_TASK STATEMENT_
Copy out, from the entries below, each line holding the string "SenderProtocol".

----- EXERCISE MATERIAL -----

//! Go-Back-N: cumulative ACKs on the send side, discard-on-mismatch on the
//! receive side.
//!
//! One retransmit timer covers the window base. When it expires with frames
//! still unacknowledged, the sender rewinds `next_seq` to `base` and resends
//! the whole window — losing the base frame therefore always costs the full
//! batch, even if later frames made it across (the receiver discards them as
//! out of order).

use super::{PACE_TIMER, window_upper};
use arq_lab_abstract::{
    Ack, Frame, LinkContext, ReceiverProtocol, RunConfig, SenderProtocol, TraceEvent, TransferUnit,
};

pub struct GoBackNSender {
    total: u32,
    window: u32,
    base: u32,
    next_seq: u32,
    stagger_ms: u64,
    timeout_ms: u64,
    pace_pending: bool,
    /// Sequence number the retransmit timer is keyed on, when armed.
    timer_armed: Option<u32>,
}

impl GoBackNSender {
    pub fn new(config: &RunConfig) -> Self {
        Self {
            total: config.total_frames,
            window: config.effective_window(),
            base: 0,
            next_seq: 0,
            stagger_ms: config.timing.stagger_ms,
            timeout_ms: config.timing.timeout_ms,
            pace_pending: false,
            timer_armed: None,
        }
    }

    fn upper(&self) -> u32 {
        window_upper(self.base, self.window, self.total)
    }

    fn arm_timer(&mut self, ctx: &mut dyn LinkContext) {
        if let Some(id) = self.timer_armed.take() {
            ctx.cancel_timer(id);
        }
        ctx.start_timer(self.timeout_ms, self.base);
        self.timer_armed = Some(self.base);
    }

    fn disarm_timer(&mut self, ctx: &mut dyn LinkContext) {
        if let Some(id) = self.timer_armed.take() {
            ctx.cancel_timer(id);
        }
    }

    /// Send at most one frame, keep the base timer armed, pace the rest.
    fn pump(&mut self, ctx: &mut dyn LinkContext) {
        if self.pace_pending || self.next_seq >= self.upper() {
            return;
        }
        ctx.transmit(TransferUnit::Data(Frame::new(self.next_seq)));
        if self.timer_armed.is_none() {
            self.arm_timer(ctx);
        }
        self.next_seq += 1;
        if self.next_seq < self.upper() {
            ctx.start_timer(self.stagger_ms, PACE_TIMER);
            self.pace_pending = true;
        }
    }
}

impl SenderProtocol for GoBackNSender {
    fn init(&mut self, ctx: &mut dyn LinkContext) {
        ctx.emit(TraceEvent::WindowChanged {
            base: 0,
            upper: self.upper(),
        });
        self.pump(ctx);
    }

    fn on_ack(&mut self, ctx: &mut dyn LinkContext, ack: Ack) {
        // Cumulative: ACK K acknowledges K and everything below it.
        if ack.seq < self.base || ack.seq >= self.next_seq {
            return; // stale or spurious
        }
        self.base = ack.seq + 1;
        ctx.emit(TraceEvent::WindowChanged {
            base: self.base,
            upper: self.upper(),
        });
        if self.base == self.next_seq {
            self.disarm_timer(ctx);
        } else {
            self.arm_timer(ctx); // restart for the new base
        }
        if self.base < self.total {
            self.pump(ctx);
        }
    }

    fn on_timer(&mut self, ctx: &mut dyn LinkContext, timer_id: u32) {
        if timer_id == PACE_TIMER {
            self.pace_pending = false;
            self.pump(ctx);
            return;
        }
        if self.timer_armed != Some(timer_id) {
            return;
        }
        self.timer_armed = None;
        if self.base < self.next_seq {
            ctx.emit(TraceEvent::StatusChanged {
                text: format!(
                    "timeout, going back: retransmitting frames {}..{}",
                    self.base, self.next_seq
                ),
            });
            self.next_seq = self.base;
            // The pump re-arms the timer on the first retransmission. A
            // pending pace tick resumes the batch from the rewound position.
            if !self.pace_pending {
                self.pump(ctx);
            }
        }
    }

    fn is_complete(&self) -> bool {
        self.base >= self.total
    }
}

pub struct GoBackNReceiver {
    expected: u32,
}

impl GoBackNReceiver {
    pub fn new() -> Self {
        Self { expected: 0 }
    }
}

impl Default for GoBackNReceiver {
    fn default() -> Self {
        Self::new()
    }
}

impl ReceiverProtocol for GoBackNReceiver {
    fn on_frame(&mut self, ctx: &mut dyn LinkContext, frame: Frame) {
        if frame.seq == self.expected {
            ctx.deliver(&frame);
            ctx.transmit(TransferUnit::Ack(Ack::new(frame.seq)));
            self.expected += 1;
        } else {
            // The GBN discard rule: anything but the expected sequence is
            // refused, and no ACK is emitted for it.
            ctx.emit(TraceEvent::FrameDiscarded {
                seq: frame.seq,
                expected: self.expected,
            });
        }
    }
}

#[cfg(test)]
mod tests {
    use super::*;
    use crate::protocols::testing::RecordingContext;
    use arq_lab_abstract::Protocol;

    fn sender(total: u32, window: u32) -> GoBackNSender {
        GoBackNSender::new(&RunConfig::new(Protocol::GoBackN, total, window))
    }

    fn drain_pace(s: &mut GoBackNSender, ctx: &mut RecordingContext) {
        while s.pace_pending {
            s.pace_pending = false;
            s.pump(ctx);
        }
    }

    #[test]
    fn timeout_rewinds_and_resends_window() {
        let mut s = sender(4, 2);
        let mut ctx = RecordingContext::new();
        s.init(&mut ctx);
        drain_pace(&mut s, &mut ctx);
        assert_eq!(ctx.sent_frames(), vec![0, 1]);
        assert_eq!(s.timer_armed, Some(0));

        // No ACK came back; the base timer fires.
        s.on_timer(&mut ctx, 0);
        drain_pace(&mut s, &mut ctx);
        assert_eq!(ctx.sent_frames(), vec![0, 1, 0, 1]);
        assert_eq!(s.base, 0);
        assert_eq!(s.next_seq, 2);
    }

    #[test]
    fn cumulative_ack_advances_base_and_opens_window() {
        let mut s = sender(4, 2);
        let mut ctx = RecordingContext::new();
        s.init(&mut ctx);
        drain_pace(&mut s, &mut ctx);

        s.on_ack(&mut ctx, Ack::new(0));
        drain_pace(&mut s, &mut ctx);
        assert_eq!(s.base, 1);
        assert_eq!(ctx.sent_frames(), vec![0, 1, 2]);

        // Cumulative jump: ACK 2 covers 1 and 2 at once.
        s.on_ack(&mut ctx, Ack::new(2));
        drain_pace(&mut s, &mut ctx);
        assert_eq!(s.base, 3);
        assert_eq!(ctx.sent_frames(), vec![0, 1, 2, 3]);

        s.on_ack(&mut ctx, Ack::new(3));
        assert!(s.is_complete());
        assert_eq!(s.timer_armed, None);
    }

    #[test]
    fn stale_and_spurious_acks_are_ignored() {
        let mut s = sender(4, 2);
        let mut ctx = RecordingContext::new();
        s.init(&mut ctx);
        drain_pace(&mut s, &mut ctx);
        s.on_ack(&mut ctx, Ack::new(0));

        let base = s.base;
        s.on_ack(&mut ctx, Ack::new(0)); // duplicate
        assert_eq!(s.base, base);
        s.on_ack(&mut ctx, Ack::new(3)); // beyond next_seq
        assert_eq!(s.base, base);
    }

    #[test]
    fn receiver_discards_out_of_order_without_ack() {
        let mut r = GoBackNReceiver::new();
        let mut ctx = RecordingContext::new();
        r.on_frame(&mut ctx, Frame::new(1));
        assert!(ctx.delivered.is_empty());
        assert!(ctx.sent_acks().is_empty());
        assert_eq!(ctx.events, vec![TraceEvent::FrameDiscarded {
            seq: 1,
            expected: 0
        }]);

        r.on_frame(&mut ctx, Frame::new(0));
        assert_eq!(ctx.delivered, vec![0]);
        assert_eq!(ctx.sent_acks(), vec![0]);
    }
}
use bytes::Bytes;

/// A data frame crossing the link. Sequence numbers are dense per run
/// (`0..total_frames`); the payload is opaque and only its identity matters
/// to the simulation.
#[derive(Debug, Clone, PartialEq, Eq)]
pub struct Frame {
    pub seq: u32,
    pub payload: Bytes,
}

impl Frame {
    /// Build the canonical frame for a sequence number with a synthetic payload.
    pub fn new(seq: u32) -> Self {
        Self {
            seq,
            payload: Bytes::from(format!("frame-{seq}")),
        }
    }

    pub fn with_payload(seq: u32, payload: Bytes) -> Self {
        Self { seq, payload }
    }

    pub fn len(&self) -> usize {
        self.payload.len()
    }

    pub fn is_empty(&self) -> bool {
        self.payload.is_empty()
    }
}

/// An acknowledgment referencing one sequence number. Whether it is read as
/// individual (Stop-and-Wait, Selective Repeat) or cumulative (Go-Back-N) is
/// up to the protocol, not the type.
#[derive(Debug, Clone, Copy, PartialEq, Eq)]
pub struct Ack {
    pub seq: u32,
}

impl Ack {
    pub fn new(seq: u32) -> Self {
        Self { seq }
    }
}

/// The channel's unit of transport.
#[derive(Debug, Clone, PartialEq, Eq)]
pub enum TransferUnit {
    Data(Frame),
    Ack(Ack),
}

impl TransferUnit {
    pub fn seq(&self) -> u32 {
        match self {
            TransferUnit::Data(frame) => frame.seq,
            TransferUnit::Ack(ack) => ack.seq,
        }
    }

    pub fn is_data(&self) -> bool {
        matches!(self, TransferUnit::Data(_))
    }
}

#[cfg(test)]
mod tests {
    use super::*;

    #[test]
    fn frame_payload_identity() {
        let f = Frame::new(3);
        assert_eq!(f.seq, 3);
        assert_eq!(f.payload, Bytes::from_static(b"frame-3"));
    }

    #[test]
    fn unit_seq_matches_inner() {
        assert_eq!(TransferUnit::Data(Frame::new(7)).seq(), 7);
        assert_eq!(TransferUnit::Ack(Ack::new(9)).seq(), 9);
        assert!(!TransferUnit::Ack(Ack::new(9)).is_data());
    }
}
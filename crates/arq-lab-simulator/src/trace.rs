use crate::driver::RunOutcome;
use arq_lab_abstract::{RunConfig, TimedEvent};
use serde::Serialize;

/// Serializable snapshot of a finished (or aborted) run.
#[derive(Debug, Clone, Serialize)]
pub struct RunReport {
    pub config: RunConfig,
    pub outcome: RunOutcome,
    pub duration_ms: u64,
    /// Sequence numbers the receiver handed to its application, in order.
    pub delivered: Vec<u32>,
    /// Data-frame transmissions, retransmissions included.
    pub frame_transmissions: u32,
    pub ack_count: u32,
    pub timeline: Vec<TimedEvent>,
}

-----

_RESPONSE FOR THIS EXERCISE_
    Ack, Frame, LinkContext, ReceiverProtocol, RunConfig, SenderProtocol, TraceEvent, TransferUnit,
impl SenderProtocol for GoBackNSender {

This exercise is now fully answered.